● **TASK INPUTS**
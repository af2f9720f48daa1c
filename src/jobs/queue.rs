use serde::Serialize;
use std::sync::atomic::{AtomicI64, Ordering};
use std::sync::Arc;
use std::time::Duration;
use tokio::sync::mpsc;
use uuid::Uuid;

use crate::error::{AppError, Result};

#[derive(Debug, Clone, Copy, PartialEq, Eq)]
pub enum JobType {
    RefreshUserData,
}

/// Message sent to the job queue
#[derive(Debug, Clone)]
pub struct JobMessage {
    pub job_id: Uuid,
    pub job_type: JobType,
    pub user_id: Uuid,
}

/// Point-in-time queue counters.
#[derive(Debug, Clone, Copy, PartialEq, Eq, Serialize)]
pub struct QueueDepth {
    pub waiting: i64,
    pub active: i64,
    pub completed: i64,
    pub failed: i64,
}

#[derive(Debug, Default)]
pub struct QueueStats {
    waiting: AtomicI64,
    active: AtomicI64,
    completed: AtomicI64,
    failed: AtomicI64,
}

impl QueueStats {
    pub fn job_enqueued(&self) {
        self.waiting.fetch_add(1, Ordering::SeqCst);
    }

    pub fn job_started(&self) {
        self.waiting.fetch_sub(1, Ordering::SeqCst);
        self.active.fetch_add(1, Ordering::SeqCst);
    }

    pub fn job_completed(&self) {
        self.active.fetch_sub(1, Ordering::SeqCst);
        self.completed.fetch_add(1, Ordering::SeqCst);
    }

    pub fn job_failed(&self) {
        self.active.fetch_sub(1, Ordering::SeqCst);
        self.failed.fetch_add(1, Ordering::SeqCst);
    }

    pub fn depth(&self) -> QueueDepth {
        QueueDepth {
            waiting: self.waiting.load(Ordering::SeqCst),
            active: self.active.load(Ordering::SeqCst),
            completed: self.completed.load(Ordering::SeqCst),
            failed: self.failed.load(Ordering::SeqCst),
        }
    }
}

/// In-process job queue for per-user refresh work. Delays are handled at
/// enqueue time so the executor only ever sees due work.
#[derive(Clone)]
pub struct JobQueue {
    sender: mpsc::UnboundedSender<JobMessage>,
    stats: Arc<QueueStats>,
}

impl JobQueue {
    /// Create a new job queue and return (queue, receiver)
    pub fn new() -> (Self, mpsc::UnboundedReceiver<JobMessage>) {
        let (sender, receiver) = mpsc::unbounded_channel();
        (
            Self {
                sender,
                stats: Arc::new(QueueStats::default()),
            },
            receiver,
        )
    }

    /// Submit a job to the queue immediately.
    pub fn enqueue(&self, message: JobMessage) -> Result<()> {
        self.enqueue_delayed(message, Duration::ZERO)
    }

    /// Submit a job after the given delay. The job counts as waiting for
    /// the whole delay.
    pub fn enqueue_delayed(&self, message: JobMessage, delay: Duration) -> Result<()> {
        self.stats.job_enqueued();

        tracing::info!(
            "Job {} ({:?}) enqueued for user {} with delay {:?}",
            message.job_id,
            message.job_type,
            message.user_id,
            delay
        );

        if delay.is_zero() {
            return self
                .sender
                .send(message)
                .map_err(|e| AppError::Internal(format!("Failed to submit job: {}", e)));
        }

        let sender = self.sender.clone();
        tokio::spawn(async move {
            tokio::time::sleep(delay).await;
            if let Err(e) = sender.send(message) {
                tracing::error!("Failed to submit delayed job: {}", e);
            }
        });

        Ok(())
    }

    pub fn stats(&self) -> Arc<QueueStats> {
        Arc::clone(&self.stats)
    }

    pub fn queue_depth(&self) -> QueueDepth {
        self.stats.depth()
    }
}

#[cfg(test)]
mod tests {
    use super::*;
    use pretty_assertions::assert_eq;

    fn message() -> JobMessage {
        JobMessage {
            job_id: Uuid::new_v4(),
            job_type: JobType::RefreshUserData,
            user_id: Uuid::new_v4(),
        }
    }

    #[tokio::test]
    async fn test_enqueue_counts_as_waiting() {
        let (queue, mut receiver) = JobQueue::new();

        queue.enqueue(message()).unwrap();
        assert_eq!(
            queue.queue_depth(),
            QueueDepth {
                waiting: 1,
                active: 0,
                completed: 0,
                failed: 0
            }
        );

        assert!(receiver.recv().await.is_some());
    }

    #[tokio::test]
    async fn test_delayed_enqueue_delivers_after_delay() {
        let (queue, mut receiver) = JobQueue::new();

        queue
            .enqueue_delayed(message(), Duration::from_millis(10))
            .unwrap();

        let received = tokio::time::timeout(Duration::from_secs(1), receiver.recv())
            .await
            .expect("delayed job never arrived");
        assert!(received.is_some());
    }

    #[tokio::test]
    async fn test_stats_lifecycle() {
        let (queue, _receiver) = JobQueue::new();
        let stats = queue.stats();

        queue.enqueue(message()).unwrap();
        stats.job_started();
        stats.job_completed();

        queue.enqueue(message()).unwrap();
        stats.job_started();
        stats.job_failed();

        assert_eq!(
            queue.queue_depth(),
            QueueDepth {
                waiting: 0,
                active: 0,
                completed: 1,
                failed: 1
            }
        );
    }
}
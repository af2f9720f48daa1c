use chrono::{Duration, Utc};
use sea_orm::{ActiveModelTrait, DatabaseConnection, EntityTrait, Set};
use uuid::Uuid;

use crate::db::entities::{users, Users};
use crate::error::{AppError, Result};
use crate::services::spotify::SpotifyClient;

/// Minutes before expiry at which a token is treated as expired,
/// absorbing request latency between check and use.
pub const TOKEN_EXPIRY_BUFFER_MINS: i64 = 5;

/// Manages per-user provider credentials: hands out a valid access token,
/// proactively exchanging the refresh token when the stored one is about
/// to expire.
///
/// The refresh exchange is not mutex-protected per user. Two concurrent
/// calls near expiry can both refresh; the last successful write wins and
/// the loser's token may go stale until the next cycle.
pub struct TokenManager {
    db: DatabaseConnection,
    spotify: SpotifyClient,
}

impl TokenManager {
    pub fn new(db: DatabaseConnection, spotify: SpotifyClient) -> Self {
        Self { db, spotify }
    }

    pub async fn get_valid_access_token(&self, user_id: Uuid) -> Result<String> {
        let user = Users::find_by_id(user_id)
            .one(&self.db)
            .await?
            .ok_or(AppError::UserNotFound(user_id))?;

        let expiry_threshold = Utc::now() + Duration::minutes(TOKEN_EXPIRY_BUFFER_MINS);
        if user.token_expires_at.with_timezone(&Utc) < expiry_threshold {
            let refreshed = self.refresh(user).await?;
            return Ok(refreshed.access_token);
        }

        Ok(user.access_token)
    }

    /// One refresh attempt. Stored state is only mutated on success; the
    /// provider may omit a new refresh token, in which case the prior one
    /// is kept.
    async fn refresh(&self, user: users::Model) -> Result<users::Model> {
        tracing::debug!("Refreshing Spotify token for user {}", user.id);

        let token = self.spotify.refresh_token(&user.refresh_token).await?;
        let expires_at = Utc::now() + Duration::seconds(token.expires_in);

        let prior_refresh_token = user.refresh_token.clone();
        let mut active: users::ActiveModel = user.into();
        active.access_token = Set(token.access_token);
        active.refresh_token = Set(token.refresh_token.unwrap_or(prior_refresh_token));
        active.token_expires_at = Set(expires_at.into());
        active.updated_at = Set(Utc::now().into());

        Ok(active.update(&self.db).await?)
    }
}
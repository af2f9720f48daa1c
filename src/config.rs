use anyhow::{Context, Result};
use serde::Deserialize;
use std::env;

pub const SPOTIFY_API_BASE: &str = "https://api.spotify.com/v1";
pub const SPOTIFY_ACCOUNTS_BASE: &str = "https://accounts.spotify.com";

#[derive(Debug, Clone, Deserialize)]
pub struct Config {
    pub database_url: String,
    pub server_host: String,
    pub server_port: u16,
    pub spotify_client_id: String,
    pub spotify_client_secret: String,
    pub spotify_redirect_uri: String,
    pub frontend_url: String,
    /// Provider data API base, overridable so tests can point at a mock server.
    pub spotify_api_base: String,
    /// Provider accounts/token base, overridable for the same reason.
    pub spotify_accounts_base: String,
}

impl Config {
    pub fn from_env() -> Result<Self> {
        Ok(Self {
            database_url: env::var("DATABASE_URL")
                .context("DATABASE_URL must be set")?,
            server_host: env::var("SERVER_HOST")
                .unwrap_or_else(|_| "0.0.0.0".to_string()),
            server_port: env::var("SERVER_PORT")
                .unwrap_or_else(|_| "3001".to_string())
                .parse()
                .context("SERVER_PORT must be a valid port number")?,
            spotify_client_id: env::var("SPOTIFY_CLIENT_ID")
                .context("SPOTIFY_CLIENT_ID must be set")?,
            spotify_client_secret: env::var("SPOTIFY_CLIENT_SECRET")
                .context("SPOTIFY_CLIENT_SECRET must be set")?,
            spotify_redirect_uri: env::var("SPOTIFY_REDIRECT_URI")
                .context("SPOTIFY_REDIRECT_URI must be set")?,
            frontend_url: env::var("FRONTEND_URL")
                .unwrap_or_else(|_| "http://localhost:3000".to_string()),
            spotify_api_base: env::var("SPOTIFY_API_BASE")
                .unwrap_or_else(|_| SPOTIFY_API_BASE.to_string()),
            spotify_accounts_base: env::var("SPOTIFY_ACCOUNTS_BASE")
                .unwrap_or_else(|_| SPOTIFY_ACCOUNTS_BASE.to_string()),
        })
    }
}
--
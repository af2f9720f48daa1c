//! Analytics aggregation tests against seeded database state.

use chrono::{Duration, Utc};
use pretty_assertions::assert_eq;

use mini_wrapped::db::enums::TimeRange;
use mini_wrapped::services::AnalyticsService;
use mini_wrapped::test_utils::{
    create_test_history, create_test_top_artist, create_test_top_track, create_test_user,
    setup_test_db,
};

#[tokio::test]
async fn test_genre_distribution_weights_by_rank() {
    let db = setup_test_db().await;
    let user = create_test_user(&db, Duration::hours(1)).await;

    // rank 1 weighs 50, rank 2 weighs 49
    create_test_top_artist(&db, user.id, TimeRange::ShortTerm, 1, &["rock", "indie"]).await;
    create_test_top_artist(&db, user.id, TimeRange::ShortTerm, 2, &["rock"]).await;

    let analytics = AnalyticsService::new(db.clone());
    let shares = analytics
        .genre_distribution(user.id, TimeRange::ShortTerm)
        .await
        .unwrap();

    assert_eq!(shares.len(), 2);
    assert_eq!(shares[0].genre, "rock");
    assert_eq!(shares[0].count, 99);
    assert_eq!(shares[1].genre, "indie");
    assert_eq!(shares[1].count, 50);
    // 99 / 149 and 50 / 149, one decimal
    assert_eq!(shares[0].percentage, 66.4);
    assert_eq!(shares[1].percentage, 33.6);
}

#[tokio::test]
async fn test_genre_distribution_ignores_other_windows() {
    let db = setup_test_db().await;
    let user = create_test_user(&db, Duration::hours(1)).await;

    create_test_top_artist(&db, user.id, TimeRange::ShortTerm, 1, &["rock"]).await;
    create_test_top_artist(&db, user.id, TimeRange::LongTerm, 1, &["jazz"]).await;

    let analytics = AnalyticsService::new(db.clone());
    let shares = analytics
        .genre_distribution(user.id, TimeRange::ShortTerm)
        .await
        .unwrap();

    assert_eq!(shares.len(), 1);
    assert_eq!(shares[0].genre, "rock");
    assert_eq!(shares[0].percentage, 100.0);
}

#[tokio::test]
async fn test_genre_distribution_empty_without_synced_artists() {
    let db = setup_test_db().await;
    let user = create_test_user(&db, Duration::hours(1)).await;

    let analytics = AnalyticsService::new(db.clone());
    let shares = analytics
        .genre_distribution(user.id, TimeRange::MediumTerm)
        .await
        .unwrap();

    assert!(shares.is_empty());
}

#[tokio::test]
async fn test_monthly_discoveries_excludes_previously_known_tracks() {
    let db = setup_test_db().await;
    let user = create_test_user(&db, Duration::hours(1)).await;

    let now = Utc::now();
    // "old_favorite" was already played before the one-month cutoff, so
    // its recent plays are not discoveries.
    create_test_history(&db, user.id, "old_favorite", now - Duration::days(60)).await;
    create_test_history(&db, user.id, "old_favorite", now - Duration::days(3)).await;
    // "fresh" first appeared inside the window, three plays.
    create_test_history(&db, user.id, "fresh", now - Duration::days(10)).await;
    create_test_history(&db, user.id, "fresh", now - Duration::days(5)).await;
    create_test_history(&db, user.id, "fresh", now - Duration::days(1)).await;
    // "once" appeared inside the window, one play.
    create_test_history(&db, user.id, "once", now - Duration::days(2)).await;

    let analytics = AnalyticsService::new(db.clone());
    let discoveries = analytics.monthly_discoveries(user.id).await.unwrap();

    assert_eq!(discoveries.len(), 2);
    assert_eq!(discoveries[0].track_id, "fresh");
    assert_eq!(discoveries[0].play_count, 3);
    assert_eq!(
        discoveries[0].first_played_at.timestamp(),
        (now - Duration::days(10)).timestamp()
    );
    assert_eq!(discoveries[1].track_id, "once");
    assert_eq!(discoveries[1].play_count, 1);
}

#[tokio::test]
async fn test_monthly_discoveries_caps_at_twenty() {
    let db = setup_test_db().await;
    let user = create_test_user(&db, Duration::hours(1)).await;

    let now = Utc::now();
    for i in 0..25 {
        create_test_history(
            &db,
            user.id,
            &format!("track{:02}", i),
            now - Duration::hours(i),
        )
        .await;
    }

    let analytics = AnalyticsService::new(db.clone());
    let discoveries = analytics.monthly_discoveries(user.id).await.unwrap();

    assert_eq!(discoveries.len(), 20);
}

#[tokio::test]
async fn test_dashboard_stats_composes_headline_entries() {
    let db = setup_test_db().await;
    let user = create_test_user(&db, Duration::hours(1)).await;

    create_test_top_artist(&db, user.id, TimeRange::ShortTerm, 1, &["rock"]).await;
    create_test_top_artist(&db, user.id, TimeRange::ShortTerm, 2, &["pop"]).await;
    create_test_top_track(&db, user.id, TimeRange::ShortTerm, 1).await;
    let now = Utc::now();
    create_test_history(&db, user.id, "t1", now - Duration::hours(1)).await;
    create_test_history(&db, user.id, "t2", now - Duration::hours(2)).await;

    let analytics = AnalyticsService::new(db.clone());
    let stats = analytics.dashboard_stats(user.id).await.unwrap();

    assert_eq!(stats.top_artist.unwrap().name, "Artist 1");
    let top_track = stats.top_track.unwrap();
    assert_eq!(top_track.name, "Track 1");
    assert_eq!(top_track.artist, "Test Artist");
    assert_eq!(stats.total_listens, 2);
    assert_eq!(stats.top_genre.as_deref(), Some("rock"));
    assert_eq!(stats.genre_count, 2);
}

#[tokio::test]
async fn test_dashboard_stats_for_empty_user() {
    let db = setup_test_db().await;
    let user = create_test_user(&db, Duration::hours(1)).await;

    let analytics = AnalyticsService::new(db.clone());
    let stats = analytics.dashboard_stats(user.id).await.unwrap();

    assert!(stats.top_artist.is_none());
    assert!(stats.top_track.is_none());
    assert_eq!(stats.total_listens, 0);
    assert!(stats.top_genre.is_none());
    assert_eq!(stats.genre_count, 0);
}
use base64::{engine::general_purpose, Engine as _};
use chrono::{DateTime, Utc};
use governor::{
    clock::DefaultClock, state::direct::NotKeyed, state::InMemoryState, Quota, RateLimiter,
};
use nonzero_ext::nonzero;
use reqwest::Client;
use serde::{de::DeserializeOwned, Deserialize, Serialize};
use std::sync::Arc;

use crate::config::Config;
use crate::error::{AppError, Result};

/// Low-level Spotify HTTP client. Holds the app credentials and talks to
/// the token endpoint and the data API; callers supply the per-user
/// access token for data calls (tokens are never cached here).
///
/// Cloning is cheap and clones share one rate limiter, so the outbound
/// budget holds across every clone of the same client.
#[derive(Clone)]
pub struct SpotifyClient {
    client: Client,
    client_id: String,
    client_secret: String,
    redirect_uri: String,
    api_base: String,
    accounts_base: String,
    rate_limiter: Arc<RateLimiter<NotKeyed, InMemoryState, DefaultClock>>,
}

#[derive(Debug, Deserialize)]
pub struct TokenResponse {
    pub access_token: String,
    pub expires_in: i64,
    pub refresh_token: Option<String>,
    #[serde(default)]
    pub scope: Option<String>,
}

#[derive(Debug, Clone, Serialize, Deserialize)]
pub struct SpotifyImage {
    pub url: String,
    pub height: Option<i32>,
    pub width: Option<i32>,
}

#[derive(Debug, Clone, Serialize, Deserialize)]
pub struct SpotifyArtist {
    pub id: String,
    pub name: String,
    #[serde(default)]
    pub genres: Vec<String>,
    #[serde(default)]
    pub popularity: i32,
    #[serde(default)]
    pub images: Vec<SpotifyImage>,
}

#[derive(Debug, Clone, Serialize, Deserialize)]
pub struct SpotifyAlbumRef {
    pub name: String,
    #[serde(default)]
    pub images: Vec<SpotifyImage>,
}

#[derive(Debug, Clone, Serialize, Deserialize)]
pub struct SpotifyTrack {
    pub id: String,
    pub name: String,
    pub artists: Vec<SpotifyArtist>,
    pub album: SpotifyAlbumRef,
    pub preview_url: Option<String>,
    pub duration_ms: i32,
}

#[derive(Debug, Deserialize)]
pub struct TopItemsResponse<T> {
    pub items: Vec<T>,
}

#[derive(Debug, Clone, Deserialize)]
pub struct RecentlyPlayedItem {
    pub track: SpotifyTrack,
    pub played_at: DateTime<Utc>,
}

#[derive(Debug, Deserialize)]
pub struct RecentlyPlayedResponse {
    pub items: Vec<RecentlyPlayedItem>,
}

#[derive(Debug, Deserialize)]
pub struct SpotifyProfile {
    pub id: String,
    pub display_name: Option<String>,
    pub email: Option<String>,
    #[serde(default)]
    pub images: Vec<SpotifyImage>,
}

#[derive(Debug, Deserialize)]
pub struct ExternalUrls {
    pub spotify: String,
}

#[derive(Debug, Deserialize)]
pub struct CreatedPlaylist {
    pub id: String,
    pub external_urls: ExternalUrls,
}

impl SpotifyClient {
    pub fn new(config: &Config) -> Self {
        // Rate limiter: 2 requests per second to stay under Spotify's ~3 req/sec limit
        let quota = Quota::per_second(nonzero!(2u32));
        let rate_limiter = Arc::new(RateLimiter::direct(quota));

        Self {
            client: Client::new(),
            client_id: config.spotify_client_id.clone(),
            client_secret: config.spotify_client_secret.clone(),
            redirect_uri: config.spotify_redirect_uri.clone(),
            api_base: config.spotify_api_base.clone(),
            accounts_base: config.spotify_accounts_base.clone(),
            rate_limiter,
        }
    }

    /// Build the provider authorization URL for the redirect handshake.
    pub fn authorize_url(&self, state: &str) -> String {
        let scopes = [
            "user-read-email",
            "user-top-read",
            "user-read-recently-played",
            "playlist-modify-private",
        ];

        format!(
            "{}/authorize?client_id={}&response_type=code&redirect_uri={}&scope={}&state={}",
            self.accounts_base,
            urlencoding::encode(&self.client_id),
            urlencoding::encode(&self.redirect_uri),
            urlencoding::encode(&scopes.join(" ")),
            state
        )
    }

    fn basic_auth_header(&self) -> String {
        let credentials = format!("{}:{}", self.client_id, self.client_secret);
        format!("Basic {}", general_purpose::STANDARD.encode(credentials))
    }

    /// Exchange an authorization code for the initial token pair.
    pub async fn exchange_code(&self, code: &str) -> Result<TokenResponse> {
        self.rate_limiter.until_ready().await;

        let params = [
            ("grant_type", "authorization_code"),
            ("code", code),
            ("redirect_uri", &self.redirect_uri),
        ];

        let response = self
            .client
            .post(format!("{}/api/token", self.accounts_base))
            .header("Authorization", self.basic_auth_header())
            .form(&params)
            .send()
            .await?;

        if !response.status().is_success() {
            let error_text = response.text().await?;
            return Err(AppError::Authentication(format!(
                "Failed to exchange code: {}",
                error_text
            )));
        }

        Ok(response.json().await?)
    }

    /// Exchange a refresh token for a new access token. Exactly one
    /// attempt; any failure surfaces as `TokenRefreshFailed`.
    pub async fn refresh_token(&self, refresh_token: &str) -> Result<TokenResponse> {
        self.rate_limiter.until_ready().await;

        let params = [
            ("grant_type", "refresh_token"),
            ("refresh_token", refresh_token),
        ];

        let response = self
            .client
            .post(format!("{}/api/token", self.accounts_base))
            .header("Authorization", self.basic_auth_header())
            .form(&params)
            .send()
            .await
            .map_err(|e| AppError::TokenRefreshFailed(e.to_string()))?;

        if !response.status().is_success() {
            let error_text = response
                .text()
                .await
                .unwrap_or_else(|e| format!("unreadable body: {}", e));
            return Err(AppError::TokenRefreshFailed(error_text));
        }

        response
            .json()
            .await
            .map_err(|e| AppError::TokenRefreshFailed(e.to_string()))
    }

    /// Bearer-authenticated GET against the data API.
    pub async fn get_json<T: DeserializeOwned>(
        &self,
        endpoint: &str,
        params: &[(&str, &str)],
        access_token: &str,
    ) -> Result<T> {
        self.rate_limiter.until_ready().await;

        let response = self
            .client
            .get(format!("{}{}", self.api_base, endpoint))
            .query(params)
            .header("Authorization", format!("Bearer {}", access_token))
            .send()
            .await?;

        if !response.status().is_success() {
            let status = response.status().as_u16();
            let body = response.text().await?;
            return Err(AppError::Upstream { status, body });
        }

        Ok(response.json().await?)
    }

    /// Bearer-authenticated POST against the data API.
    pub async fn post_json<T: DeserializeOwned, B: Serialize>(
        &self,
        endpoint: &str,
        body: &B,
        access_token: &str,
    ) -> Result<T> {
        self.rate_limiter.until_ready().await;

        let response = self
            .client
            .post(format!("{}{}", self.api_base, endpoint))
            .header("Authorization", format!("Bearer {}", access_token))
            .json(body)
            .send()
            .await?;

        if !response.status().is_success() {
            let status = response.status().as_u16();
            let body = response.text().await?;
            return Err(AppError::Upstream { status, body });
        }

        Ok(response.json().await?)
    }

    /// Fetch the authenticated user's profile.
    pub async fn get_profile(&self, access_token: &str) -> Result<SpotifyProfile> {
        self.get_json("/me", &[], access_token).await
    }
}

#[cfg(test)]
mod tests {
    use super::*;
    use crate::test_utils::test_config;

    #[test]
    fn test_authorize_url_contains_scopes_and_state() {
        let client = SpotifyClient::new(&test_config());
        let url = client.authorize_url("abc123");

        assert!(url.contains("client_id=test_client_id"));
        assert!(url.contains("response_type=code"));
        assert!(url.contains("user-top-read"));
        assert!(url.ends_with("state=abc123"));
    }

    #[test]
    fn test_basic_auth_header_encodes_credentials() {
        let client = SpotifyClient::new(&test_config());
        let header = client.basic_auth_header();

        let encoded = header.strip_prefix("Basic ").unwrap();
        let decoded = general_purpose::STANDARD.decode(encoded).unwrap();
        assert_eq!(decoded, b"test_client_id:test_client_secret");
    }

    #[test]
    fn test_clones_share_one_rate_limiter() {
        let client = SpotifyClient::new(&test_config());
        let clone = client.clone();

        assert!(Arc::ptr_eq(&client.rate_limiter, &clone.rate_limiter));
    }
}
--
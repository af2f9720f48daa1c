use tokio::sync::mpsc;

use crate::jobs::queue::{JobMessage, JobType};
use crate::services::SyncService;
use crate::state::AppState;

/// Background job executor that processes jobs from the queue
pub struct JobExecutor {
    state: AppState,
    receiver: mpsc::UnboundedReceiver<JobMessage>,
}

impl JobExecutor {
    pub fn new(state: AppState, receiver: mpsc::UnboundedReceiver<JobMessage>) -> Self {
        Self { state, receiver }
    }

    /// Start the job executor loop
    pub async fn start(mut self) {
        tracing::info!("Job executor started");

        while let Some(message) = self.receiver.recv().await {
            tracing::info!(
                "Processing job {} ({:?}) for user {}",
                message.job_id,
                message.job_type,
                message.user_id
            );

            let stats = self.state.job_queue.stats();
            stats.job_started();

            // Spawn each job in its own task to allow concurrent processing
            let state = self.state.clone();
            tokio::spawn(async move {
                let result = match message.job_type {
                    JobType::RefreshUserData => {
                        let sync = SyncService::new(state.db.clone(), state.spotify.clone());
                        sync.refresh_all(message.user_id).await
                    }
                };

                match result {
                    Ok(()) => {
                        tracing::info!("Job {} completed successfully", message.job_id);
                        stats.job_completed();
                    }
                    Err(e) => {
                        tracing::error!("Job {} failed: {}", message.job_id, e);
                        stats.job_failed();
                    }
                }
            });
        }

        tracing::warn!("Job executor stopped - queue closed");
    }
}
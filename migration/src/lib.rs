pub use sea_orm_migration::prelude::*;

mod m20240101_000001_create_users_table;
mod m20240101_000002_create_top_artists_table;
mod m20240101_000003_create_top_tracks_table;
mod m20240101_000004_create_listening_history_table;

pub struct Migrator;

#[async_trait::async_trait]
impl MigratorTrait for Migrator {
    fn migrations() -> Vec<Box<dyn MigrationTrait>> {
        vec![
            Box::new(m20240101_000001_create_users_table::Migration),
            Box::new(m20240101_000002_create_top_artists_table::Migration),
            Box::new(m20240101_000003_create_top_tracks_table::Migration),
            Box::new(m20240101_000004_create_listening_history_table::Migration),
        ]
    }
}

● **WHAT THE EXERCISE ASKS**
Those lines above that contain the string "Copy" should be returned.

● **ANSWER TO THE PROBLEM**
#[derive(Debug, Clone, Copy, PartialEq, Eq)]
#[derive(Debug, Clone, Copy, PartialEq, Eq, Serialize)]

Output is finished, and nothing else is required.